» EXERCISE GOAL: This task calls for copying every line in the data below that contains the word "still".
Start of Block
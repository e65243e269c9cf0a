//! Token verification against the remote authority. The verifier only reports
//! a verdict; clearing the store on rejection is the session manager's job.
//! The three-way split matters: callers must not destroy a token the authority
//! never got to judge, so transport failure is kept apart from rejection.

use crate::errors::AuthError;
use crate::session::{client::AuthClient, Identity};
use secrecy::SecretString;
use tracing::warn;

#[derive(Debug, Clone, PartialEq, Eq)]
pub enum Verdict {
    /// The authority recognizes the token and names this identity.
    Valid(Identity),
    /// The authority judged the token invalid, expired, or revoked.
    Rejected(String),
    /// The authority could not be reached; the token's status is unknown.
    Unreachable,
}

#[derive(Debug, Clone)]
pub struct Verifier {
    api: AuthClient,
}

impl Verifier {
    #[must_use]
    pub fn new(api: AuthClient) -> Self {
        Self { api }
    }

    /// Ask the authority whether `token` is still valid. Never fails: every
    /// outcome is folded into a [`Verdict`].
    pub async fn verify(&self, token: &SecretString) -> Verdict {
        match self.api.me(token).await {
            Ok(identity) => Verdict::Valid(identity),
            Err(AuthError::Http { status, message }) => {
                warn!(status, "token rejected by authority: {message}");
                Verdict::Rejected(message)
            }
            Err(err) if err.is_transient() => {
                warn!("authority unreachable: {err}");
                Verdict::Unreachable
            }
            // A decode or config failure on our side says nothing about the
            // token; treat it as inconclusive rather than rejected.
            Err(err) => {
                warn!("verification inconclusive: {err}");
                Verdict::Unreachable
            }
        }
    }
}
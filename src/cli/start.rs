use crate::cli::{actions::Action, commands, dispatch::handler};
use anyhow::Result;
use tracing_subscriber::{fmt, layer::SubscriberExt, EnvFilter, Registry};

/// Start the CLI
pub fn start() -> Result<Action> {
    let matches = commands::new().get_matches();

    let verbosity_level = match matches.get_one::<u8>("verbosity").map_or(0, |&v| v) {
        0 => tracing::Level::ERROR,
        1 => tracing::Level::WARN,
        2 => tracing::Level::INFO,
        3 => tracing::Level::DEBUG,
        _ => tracing::Level::TRACE,
    };

    let fmt_layer = fmt::layer()
        .with_file(true)
        .with_line_number(true)
        .with_thread_ids(true)
        .with_target(false);

    // RUST_LOG=
    let env_filter = EnvFilter::builder()
        .with_default_directive(verbosity_level.into())
        .from_env_lossy();

    let subscriber = Registry::default().with(fmt_layer).with(env_filter);

    tracing::subscriber::set_global_default(subscriber)?;

    let action = handler(&matches)?;

    Ok(action)
}
//! Dual-slot token store. One logical bearer token is persisted in two
//! physical locations: a script-readable slot consumed by in-page code and an
//! edge-readable slot consumed by the request filter before any script runs.
//! The invariant is that the two slots never disagree past one set/clear call;
//! there is no partial-write state visible to any reader.

use crate::errors::AuthError;
use secrecy::SecretString;
use std::sync::{Mutex, PoisonError};
use std::time::Duration;
use tracing::warn;

/// Expiration horizon written to the edge-readable slot on every set.
pub const EDGE_TOKEN_TTL: Duration = Duration::from_secs(7 * 24 * 60 * 60);

/// One physical token location. Hosts embedding the core supply platform
/// backends; the crate ships [`MemorySlot`] for in-process use and tests.
pub trait TokenSlot: Send + Sync {
    fn read(&self) -> Option<SecretString>;

    /// Persist the token. `ttl` is the expiration horizon for slots that
    /// support one; slots without expiry semantics ignore it.
    ///
    /// # Errors
    /// Returns `AuthError::Storage` if the backing storage is unavailable.
    fn write(&self, token: &SecretString, ttl: Option<Duration>) -> Result<(), AuthError>;

    /// # Errors
    /// Returns `AuthError::Storage` if the backing storage is unavailable.
    fn clear(&self) -> Result<(), AuthError>;
}

/// In-process slot backed by a mutex.
#[derive(Debug, Default)]
pub struct MemorySlot {
    token: Mutex<Option<SecretString>>,
}

impl MemorySlot {
    #[must_use]
    pub fn new() -> Self {
        Self::default()
    }
}

impl TokenSlot for MemorySlot {
    fn read(&self) -> Option<SecretString> {
        self.token
            .lock()
            .unwrap_or_else(PoisonError::into_inner)
            .clone()
    }

    fn write(&self, token: &SecretString, _ttl: Option<Duration>) -> Result<(), AuthError> {
        *self.token.lock().unwrap_or_else(PoisonError::into_inner) = Some(token.clone());
        Ok(())
    }

    fn clear(&self) -> Result<(), AuthError> {
        *self.token.lock().unwrap_or_else(PoisonError::into_inner) = None;
        Ok(())
    }
}

/// Owns the script-readable and edge-readable slots and keeps them in sync.
/// The store never triggers navigation or verification; its only side effects
/// are the two physical slots.
pub struct TokenStore {
    script: Box<dyn TokenSlot>,
    edge: Box<dyn TokenSlot>,
}

impl TokenStore {
    #[must_use]
    pub fn new(script: Box<dyn TokenSlot>, edge: Box<dyn TokenSlot>) -> Self {
        Self { script, edge }
    }

    /// Store backed by two in-process slots, created empty.
    #[must_use]
    pub fn in_memory() -> Self {
        Self::new(Box::new(MemorySlot::new()), Box::new(MemorySlot::new()))
    }

    /// Write the token to both slots as one logical operation. The edge slot
    /// gets the 7-day horizon; the script slot has caller-driven expiry only.
    /// A failing slot is logged and skipped, the other write still happens.
    pub fn set(&self, token: &SecretString) {
        if let Err(err) = self.edge.write(token, Some(EDGE_TOKEN_TTL)) {
            warn!("edge slot write failed: {err}");
        }
        if let Err(err) = self.script.write(token, None) {
            warn!("script slot write failed: {err}");
        }
    }

    /// Current token as seen by in-page code.
    #[must_use]
    pub fn get(&self) -> Option<SecretString> {
        self.script.read()
    }

    /// Current token as seen by the edge request filter.
    #[must_use]
    pub fn edge_token(&self) -> Option<SecretString> {
        self.edge.read()
    }

    #[must_use]
    pub fn has_token(&self) -> bool {
        self.get().is_some()
    }

    /// `Authorization` header value for outbound authenticated requests.
    #[must_use]
    pub fn bearer(&self) -> Option<String> {
        use secrecy::ExposeSecret;
        self.get()
            .map(|token| format!("Bearer {}", token.expose_secret()))
    }

    /// Null out both slots, even if only one currently holds a value.
    pub fn clear(&self) {
        if let Err(err) = self.edge.clear() {
            warn!("edge slot clear failed: {err}");
        }
        if let Err(err) = self.script.clear() {
            warn!("script slot clear failed: {err}");
        }
    }
}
End of Block
» EXERCISE OUTPUT:
    /// Ask the authority whether `token` is still valid. Never fails: every
    /// A failing slot is logged and skipped, the other write still happens.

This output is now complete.